Theory of Ayurveda Part 2

Ayurveda’s approach to disease is a wholistic one. An ayurveda practitioner’s first job is finding out why a person has a given symptom. This he does by delving deep into the patient’s nature and discovering the underlying cause. He finds out the prakrithi of the patient, the forces that have been imbalanced, and the ways to balance them. Thus he helps in re-establishing harmony, not just appeasement of symptoms.

Diagnosis in ayurveda is called nidaanam. This includes interpreting the pulse of the patient, probing deeper by asking appropriate questions etc. Thus the vaidya or the practitioner finds out which of the doshas have aggravated and plans his treatment accordingly. Changes in diet, lifestyle, and a strict observation of dietary restrictions are a must for long lasting and deeply healing recovery.

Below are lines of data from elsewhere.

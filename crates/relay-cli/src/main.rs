//! `relay`: long-running daemon. Polls until Ctrl-C.

use relay_cli::{telemetry, wiring};
use relay_core::RelayConfig;
use relay_core::ports::Unbounded;
use tokio_util::sync::CancellationToken;
use tracing::{info, warn};

#[tokio::main]
async fn main() -> Result<(), Box<dyn std::error::Error>> {
    let env_file = dotenvy::dotenv().ok();
    telemetry::init(telemetry::LogFormat::from_env());
    if let Some(path) = env_file {
        info!(path = %path.display(), "loaded .env file");
    }

    // 常駐モードではサイクル数の上限なし
    let config = RelayConfig::from_env()?.with_max_cycles(None);
    let host = wiring::build_host(&config).await?;

    let cancel = CancellationToken::new();
    let shutdown = cancel.clone();
    tokio::spawn(async move {
        match tokio::signal::ctrl_c().await {
            Ok(()) => {
                info!("shutdown requested");
                shutdown.cancel();
            }
            Err(error) => warn!(%error, "cannot listen for shutdown signal"),
        }
    });

    let report = host.run(&Unbounded, &cancel).await;
    info!(
        cycles = report.cycles,
        dispatched = report.dispatched,
        failed = report.failed,
        "relay stopped"
    );
    Ok(())
}
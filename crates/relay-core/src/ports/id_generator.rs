//! IdGenerator port - ID 生成の抽象化
//!
//! サイクルごとの相関 ID（`CycleId`）を ULID で生成します。
//! テスト容易性のために trait として抽象化しています。

use crate::domain::CycleId;
use crate::ports::Clock;
use ulid::Ulid;

pub trait IdGenerator: Send + Sync {
    fn generate_cycle_id(&self) -> CycleId;
}

/// UlidGenerator は Clock の時刻を timestamp 部分に使う
pub struct UlidGenerator<C> {
    clock: C,
}

impl<C: Clock> UlidGenerator<C> {
    pub fn new(clock: C) -> Self {
        Self { clock }
    }
}

impl<C: Clock> IdGenerator for UlidGenerator<C> {
    fn generate_cycle_id(&self) -> CycleId {
        let timestamp_ms = self.clock.now().timestamp_millis() as u64;
        let ulid = Ulid::from_parts(timestamp_ms, rand::random());
        CycleId::from(ulid)
    }
}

Ayurveda texts describe ways to pacify the aggravated doshas. Once the aggravations are pacified, normalcy is restored. The patient is then advised to follow the new lifestyle according to his prakrithi (constitution) to help maintain the harmony established.

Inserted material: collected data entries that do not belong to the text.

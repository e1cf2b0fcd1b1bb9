//! MessageBus port - 順序保証・重複排除つきのキュー
//!
//! # 前提とするセマンティクス
//! - `ordering_group` が同じメッセージは enqueue 順に配送される
//! - 同じ `dedup_token` の再 enqueue は 1 通に畳み込まれる
//!
//! 実装は重い（コネクションプールを持つ）ので、プロセス起動時に 1 回だけ
//! 構築し `Arc<dyn MessageBus>` で共有します。

use async_trait::async_trait;

use crate::domain::{BusError, QueueMessage};

#[async_trait]
pub trait MessageBus: Send + Sync {
    async fn enqueue(&self, message: &QueueMessage) -> Result<(), BusError>;
}
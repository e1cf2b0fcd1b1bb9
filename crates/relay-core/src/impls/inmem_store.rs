//! InMemoryOutboxStore - 開発・テスト用の outbox
//!
//! # 実装詳細
//! - `BTreeMap<RecordId, OutboxRow>` を tokio の Mutex で保護
//! - claim は 1 回のロック取得の中で「選択 + Claimed へのマーク」を行う
//!   （PostgreSQL 実装の `FOR UPDATE SKIP LOCKED` に相当）
//! - 障害注入（open / claim / 特定 ID の update の失敗）をサポート

use std::collections::{BTreeMap, HashSet};
use std::sync::Arc;
use std::sync::atomic::{AtomicUsize, Ordering};

use async_trait::async_trait;
use serde::{Deserialize, Serialize};
use tokio::sync::Mutex;

use crate::domain::{DeliveryStatus, OutboundRecord, RecordId, StoreError};
use crate::ports::{OutboxStore, StoreSession};

/// OutboxRow はレコードと配送状態をまとめた 1 行
#[derive(Debug, Clone, PartialEq, Eq)]
pub struct OutboxRow {
    pub record: OutboundRecord,
    pub status: DeliveryStatus,
    pub last_error: Option<String>,
}

/// status ごとの行数
#[derive(Debug, Clone, Default, PartialEq, Eq, Serialize, Deserialize)]
pub struct StatusCounts {
    pub pending: usize,
    pub claimed: usize,
    pub dispatched: usize,
    pub failed: usize,
}

#[derive(Default)]
struct InMemoryStoreState {
    rows: BTreeMap<RecordId, OutboxRow>,
    fail_open: bool,
    fail_claim: bool,
    failing_updates: HashSet<RecordId>,
}

impl InMemoryStoreState {
    fn claim(&mut self, limit: usize) -> Vec<OutboundRecord> {
        let mut pending: Vec<&mut OutboxRow> = self
            .rows
            .values_mut()
            .filter(|row| row.status.is_claimable())
            .collect();
        pending.sort_by_key(|row| (row.record.created_at, row.record.id));

        pending
            .into_iter()
            .take(limit)
            .map(|row| {
                row.status = DeliveryStatus::Claimed;
                row.record.clone()
            })
            .collect()
    }

    fn counts(&self) -> StatusCounts {
        let mut counts = StatusCounts::default();
        for row in self.rows.values() {
            match row.status {
                DeliveryStatus::Pending => counts.pending += 1,
                DeliveryStatus::Claimed => counts.claimed += 1,
                DeliveryStatus::Dispatched => counts.dispatched += 1,
                DeliveryStatus::Failed => counts.failed += 1,
            }
        }
        counts
    }
}

/// インメモリの outbox テーブル
#[derive(Clone, Default)]
pub struct InMemoryOutboxStore {
    state: Arc<Mutex<InMemoryStoreState>>,
    open_sessions: Arc<AtomicUsize>,
}

impl InMemoryOutboxStore {
    pub fn new() -> Self {
        Self::default()
    }

    /// Pending で挿入する。同じ id の行は置き換える
    pub async fn insert(&self, record: OutboundRecord) {
        self.insert_with_status(record, DeliveryStatus::Pending).await;
    }

    pub async fn insert_with_status(&self, record: OutboundRecord, status: DeliveryStatus) {
        let mut state = self.state.lock().await;
        state.rows.insert(
            record.id,
            OutboxRow {
                record,
                status,
                last_error: None,
            },
        );
    }

    pub async fn row(&self, id: RecordId) -> Option<OutboxRow> {
        self.state.lock().await.rows.get(&id).cloned()
    }

    pub async fn counts(&self) -> StatusCounts {
        self.state.lock().await.counts()
    }

    /// 以降の `open()` を失敗させる
    pub async fn fail_open(&self, fail: bool) {
        self.state.lock().await.fail_open = fail;
    }

    /// 以降の `claim()` を失敗させる
    pub async fn fail_claims(&self, fail: bool) {
        self.state.lock().await.fail_claim = fail;
    }

    /// `id` の status 書き込みを失敗させる
    pub async fn fail_updates_for(&self, id: RecordId) {
        self.state.lock().await.failing_updates.insert(id);
    }

    /// 開いている（drop されていない）セッション数
    pub fn open_sessions(&self) -> usize {
        self.open_sessions.load(Ordering::SeqCst)
    }
}

#[async_trait]
impl OutboxStore for InMemoryOutboxStore {
    async fn open(&self) -> Result<Box<dyn StoreSession>, StoreError> {
        if self.state.lock().await.fail_open {
            return Err(StoreError::Connection("store unreachable".into()));
        }
        self.open_sessions.fetch_add(1, Ordering::SeqCst);
        Ok(Box::new(InMemorySession {
            state: Arc::clone(&self.state),
            open_sessions: Arc::clone(&self.open_sessions),
        }))
    }
}

struct InMemorySession {
    state: Arc<Mutex<InMemoryStoreState>>,
    open_sessions: Arc<AtomicUsize>,
}

impl Drop for InMemorySession {
    fn drop(&mut self) {
        self.open_sessions.fetch_sub(1, Ordering::SeqCst);
    }
}

#[async_trait]
impl StoreSession for InMemorySession {
    async fn claim(&mut self, limit: usize) -> Result<Vec<OutboundRecord>, StoreError> {
        let mut state = self.state.lock().await;
        if state.fail_claim {
            return Err(StoreError::Query("claim query failed".into()));
        }
        Ok(state.claim(limit))
    }

    async fn update_status(
        &mut self,
        id: RecordId,
        status: DeliveryStatus,
        error: Option<&str>,
    ) -> Result<(), StoreError> {
        let mut state = self.state.lock().await;
        if state.failing_updates.contains(&id) {
            return Err(StoreError::Connection(format!("update of {id} lost")));
        }
        // Unknown ids are a no-op, like an UPDATE matching zero rows.
        if let Some(row) = state.rows.get_mut(&id) {
            row.status = status;
            row.last_error = error.map(str::to_string);
        }
        Ok(())
    }
}
//! Clock port - 時刻の抽象化
//!
//! - **SystemClock**: 本番用
//! - **FixedClock**: テスト用（`advance` で明示的に進める）

use chrono::{DateTime, Duration, Utc};
use std::sync::{Arc, Mutex, PoisonError};

/// Clock は現在時刻を提供
pub trait Clock: Send + Sync {
    fn now(&self) -> DateTime<Utc>;
}

#[derive(Debug, Clone, Copy, Default)]
pub struct SystemClock;

impl Clock for SystemClock {
    fn now(&self) -> DateTime<Utc> {
        Utc::now()
    }
}

/// テスト用の Clock。clone 同士は同じ時刻を共有する
#[derive(Debug, Clone)]
pub struct FixedClock {
    now: Arc<Mutex<DateTime<Utc>>>,
}

impl FixedClock {
    pub fn new(now: DateTime<Utc>) -> Self {
        Self {
            now: Arc::new(Mutex::new(now)),
        }
    }

    pub fn advance(&self, by: Duration) {
        let mut now = self.now.lock().unwrap_or_else(PoisonError::into_inner);
        *now += by;
    }
}

impl Clock for FixedClock {
    fn now(&self) -> DateTime<Utc> {
        *self.now.lock().unwrap_or_else(PoisonError::into_inner)
    }
}

#[cfg(test)]
mod tests {
    use super::*;
    use chrono::TimeZone;

    #[test]
    fn fixed_clock_only_moves_when_advanced() {
        let start = Utc.with_ymd_and_hms(2024, 1, 1, 12, 0, 0).unwrap();
        let clock = FixedClock::new(start);
        assert_eq!(clock.now(), start);

        let shared = clock.clone();
        shared.advance(Duration::seconds(3));
        assert_eq!(clock.now(), start + Duration::seconds(3));
    }
}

The two basic tenets of Ayurveda are
1. Maintain harmony where there is harmony.
2. Re-establish harmony where harmony is lost.

The first tenet lays emphasis on prevention. Prevention is better than cure. This is easier.The second tenet is for those who do not know how to maintain the harmony and have lost it. Disharmony results in disease. Ayurveda strives to re-establish this harmony and thus bring about cure.